Sessions open to a gay-tending justice

"I don't think a person who acknowledges that they have gay tendencies is disqualified per se for the job,” Sessions tells Mark Halperin on Morning Joe.

That doesn't really answer the question of whether he thinks somebody who is openly gay, as opposed to struggling with those "tendencies," is qualified, though I think he meant to indicate he wouldn't pick that ground to fight on.

The politics of appointing a lesbian justice — which is certainly a possibility if he's looking for intellectual heavyweights who aren't on the bench — aren't all that straightforward. On one hand, it would add a new charge to an appointment that, if Obama plays his cards right, will sail through and chain GOP leaders to the social issues they're trying to avoid. (And the appointment will focus to some degree on same-sex marriage no matter who's appointed.)

On the other hand, polling suggests American are broadly opposed to using sexuality as a qualification for hiring, and are moving very fast toward something more than tolerance of gays and lesbians. So there's an element of the right that could come across as straightforwardly intolerant, and a larger element that will use language ("gay tendencies") that are a bit out of step with the majority.

Still, this isn't a battle Obama seems interested in having right now, and so I suspect White House political calculations will wind up seeing open homosexuality as a minus, not a plus, in what's always a zero-sum game.

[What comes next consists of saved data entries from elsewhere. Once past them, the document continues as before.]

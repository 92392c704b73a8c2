use std::rc::Rc;

use anyhow::{bail, Result};

use crate::errors::Error;
use crate::strings::StringPool;
use crate::value::Value;

/// Returns true if `v` is truthy under JsonLogic's boolean coercion:
/// booleans as-is, numerics nonzero, strings non-empty, null false,
/// arrays truthy iff non-empty. The absent marker is falsy.
pub fn truthy(v: &Value) -> bool {
    match v {
        Value::Absent | Value::Null => false,
        Value::Bool(b) => *b,
        Value::Int(i) => *i != 0,
        Value::Uint(u) => *u != 0,
        Value::Float(f) => *f != 0.0,
        Value::String(s) => !s.is_empty(),
        Value::Array(items) => !items.is_empty(),
    }
}

/// Returns true if `v` is not truthy.
pub fn falsy(v: &Value) -> bool {
    !truthy(v)
}

pub(crate) fn parse_i64(s: &str) -> Result<i64> {
    s.parse::<i64>()
        .map_err(|_| Error::Type(format!("cannot convert `{s}` to an integer")).into())
}

pub(crate) fn parse_u64(s: &str) -> Result<u64> {
    s.parse::<u64>()
        .map_err(|_| Error::Type(format!("cannot convert `{s}` to an unsigned integer")).into())
}

pub(crate) fn parse_f64(s: &str) -> Result<f64> {
    s.parse::<f64>()
        .map_err(|_| Error::Type(format!("cannot convert `{s}` to a number")).into())
}

/// Converts `v` to a signed integer: floats truncate, bools count as
/// 0/1, null is 0, strings parse. Used for `substr` offsets and other
/// integer argument positions.
pub(crate) fn to_i64(v: &Value) -> Result<i64> {
    Ok(match v {
        Value::Int(i) => *i,
        Value::Uint(u) => i64::try_from(*u)
            .map_err(|_| Error::Range(format!("{u} exceeds the signed integer range")))?,
        Value::Float(f) => *f as i64,
        Value::Bool(b) => i64::from(*b),
        Value::Null => 0,
        Value::String(s) => parse_i64(s)?,
        _ => bail!(Error::Type(format!("cannot convert `{v}` to an integer"))),
    })
}

/// Converts `v` to an unsigned integer. Used for the `missing_some`
/// minimum-required count.
pub(crate) fn to_u64(v: &Value) -> Result<u64> {
    Ok(match v {
        Value::Uint(u) => *u,
        Value::Int(i) => u64::try_from(*i)
            .map_err(|_| Error::Range(format!("{i} is not an unsigned integer")))?,
        Value::Float(f) => *f as u64,
        Value::Bool(b) => u64::from(*b),
        Value::Null => 0,
        Value::String(s) => parse_u64(s)?,
        _ => bail!(Error::Type(format!(
            "cannot convert `{v}` to an unsigned integer"
        ))),
    })
}

/// Renders `v` in its canonical string form: decimal for integers,
/// JSON rendering for doubles, `true`/`false`/`null`, identity for
/// strings. Arrays and the absent marker do not stringify.
pub(crate) fn to_display_string(v: &Value) -> Result<String> {
    Ok(match v {
        Value::String(s) => s.as_ref().to_string(),
        Value::Bool(b) => if *b { "true" } else { "false" }.to_string(),
        Value::Null => "null".to_string(),
        Value::Int(i) => format!("{i}"),
        Value::Uint(u) => format!("{u}"),
        Value::Float(f) => match serde_json::Number::from_f64(*f) {
            Some(n) => n.to_string(),
            None => format!("{f}"),
        },
        _ => bail!(Error::Type(format!("cannot convert `{v}` to a string"))),
    })
}

/// Like [`to_display_string`], with the result interned.
pub(crate) fn to_interned_string(v: &Value, strings: &mut StringPool) -> Result<Rc<str>> {
    match v {
        Value::String(s) => Ok(s.clone()),
        _ => Ok(strings.intern_owned(to_display_string(v)?)),
    }
}

/// A numeric operand after arithmetic numerification.
///
/// `Null` is a first-class member: any operand that numerifies to
/// null makes the whole arithmetic expression null.
#[derive(Debug, Clone, Copy, PartialEq)]
pub(crate) enum Num {
    Int(i64),
    Uint(u64),
    Float(f64),
    Null,
}

impl From<Num> for Value {
    fn from(n: Num) -> Value {
        match n {
            Num::Int(i) => Value::Int(i),
            Num::Uint(u) => Value::Uint(u),
            Num::Float(f) => Value::Float(f),
            Num::Null => Value::Null,
        }
    }
}

/// Numerifies an arithmetic operand.
///
/// Strings parse as numbers, with integral parse results collapsed to
/// the signed width. Bools numerify to null, as do nulls; arrays and
/// the absent marker are type errors.
pub(crate) fn numerify(v: &Value) -> Result<Num> {
    Ok(match v {
        Value::Int(i) => Num::Int(*i),
        Value::Uint(u) => Num::Uint(*u),
        Value::Float(f) => Num::Float(*f),
        Value::Null | Value::Bool(_) => Num::Null,
        Value::String(s) => {
            let parsed = parse_f64(s)?;
            let truncated = parsed as i64;
            if truncated as f64 == parsed {
                Num::Int(truncated)
            } else {
                Num::Float(parsed)
            }
        }
        _ => bail!(Error::Type(format!("cannot use `{v}` in arithmetic"))),
    })
}

/// A pair of numeric operands promoted to a shared width.
#[derive(Debug, Clone, Copy)]
pub(crate) enum NumPair {
    Ints(i64, i64),
    Uints(u64, u64),
    Floats(f64, f64),
}

/// Marker for a failed same-width integer promotion; resolved by
/// retrying with the other width.
pub(crate) struct WidthMismatch;

pub(crate) fn narrow_to_int(u: u64) -> Result<i64, WidthMismatch> {
    i64::try_from(u).map_err(|_| WidthMismatch)
}

pub(crate) fn widen_to_uint(i: i64) -> Result<u64, WidthMismatch> {
    u64::try_from(i).map_err(|_| WidthMismatch)
}

/// Promotes mixed signed/unsigned operands, retrying with the other
/// integer width on overflow.
pub(crate) fn promote_int_uint(i: i64, u: u64) -> Result<NumPair> {
    if let Ok(narrowed) = narrow_to_int(u) {
        return Ok(NumPair::Ints(i, narrowed));
    }
    if let Ok(widened) = widen_to_uint(i) {
        return Ok(NumPair::Uints(widened, u));
    }
    bail!(Error::Range(format!(
        "cannot reconcile {i} with {u} in either integer width"
    )))
}

/// Promotes two numerified operands to the smallest shared type, or
/// `None` when either side is null.
pub(crate) fn promote(lhs: Num, rhs: Num) -> Result<Option<NumPair>> {
    Ok(Some(match (lhs, rhs) {
        (Num::Null, _) | (_, Num::Null) => return Ok(None),
        (Num::Int(a), Num::Int(b)) => NumPair::Ints(a, b),
        (Num::Uint(a), Num::Uint(b)) => NumPair::Uints(a, b),
        (Num::Float(a), Num::Float(b)) => NumPair::Floats(a, b),
        (Num::Float(a), Num::Int(b)) => NumPair::Floats(a, b as f64),
        (Num::Int(a), Num::Float(b)) => NumPair::Floats(a as f64, b),
        (Num::Float(a), Num::Uint(b)) => NumPair::Floats(a, b as f64),
        (Num::Uint(a), Num::Float(b)) => NumPair::Floats(a as f64, b),
        (Num::Int(a), Num::Uint(b)) => promote_int_uint(a, b)?,
        (Num::Uint(a), Num::Int(b)) => match promote_int_uint(b, a)? {
            NumPair::Ints(x, y) => NumPair::Ints(y, x),
            NumPair::Uints(x, y) => NumPair::Uints(y, x),
            NumPair::Floats(x, y) => NumPair::Floats(y, x),
        },
    }))
}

UPDATE: Alternately, one reader suggests that Obama will reject that "zero sum" calculus, and another sees it this way:

A fight is inevitable when you're dealing with the appointment of a Supreme Court justice. It's more of a question of what the battle will be over: affirmative action (a loser of an issue) or whether sexual orientation should be considered when evaluating a candidate (a winner of an issue).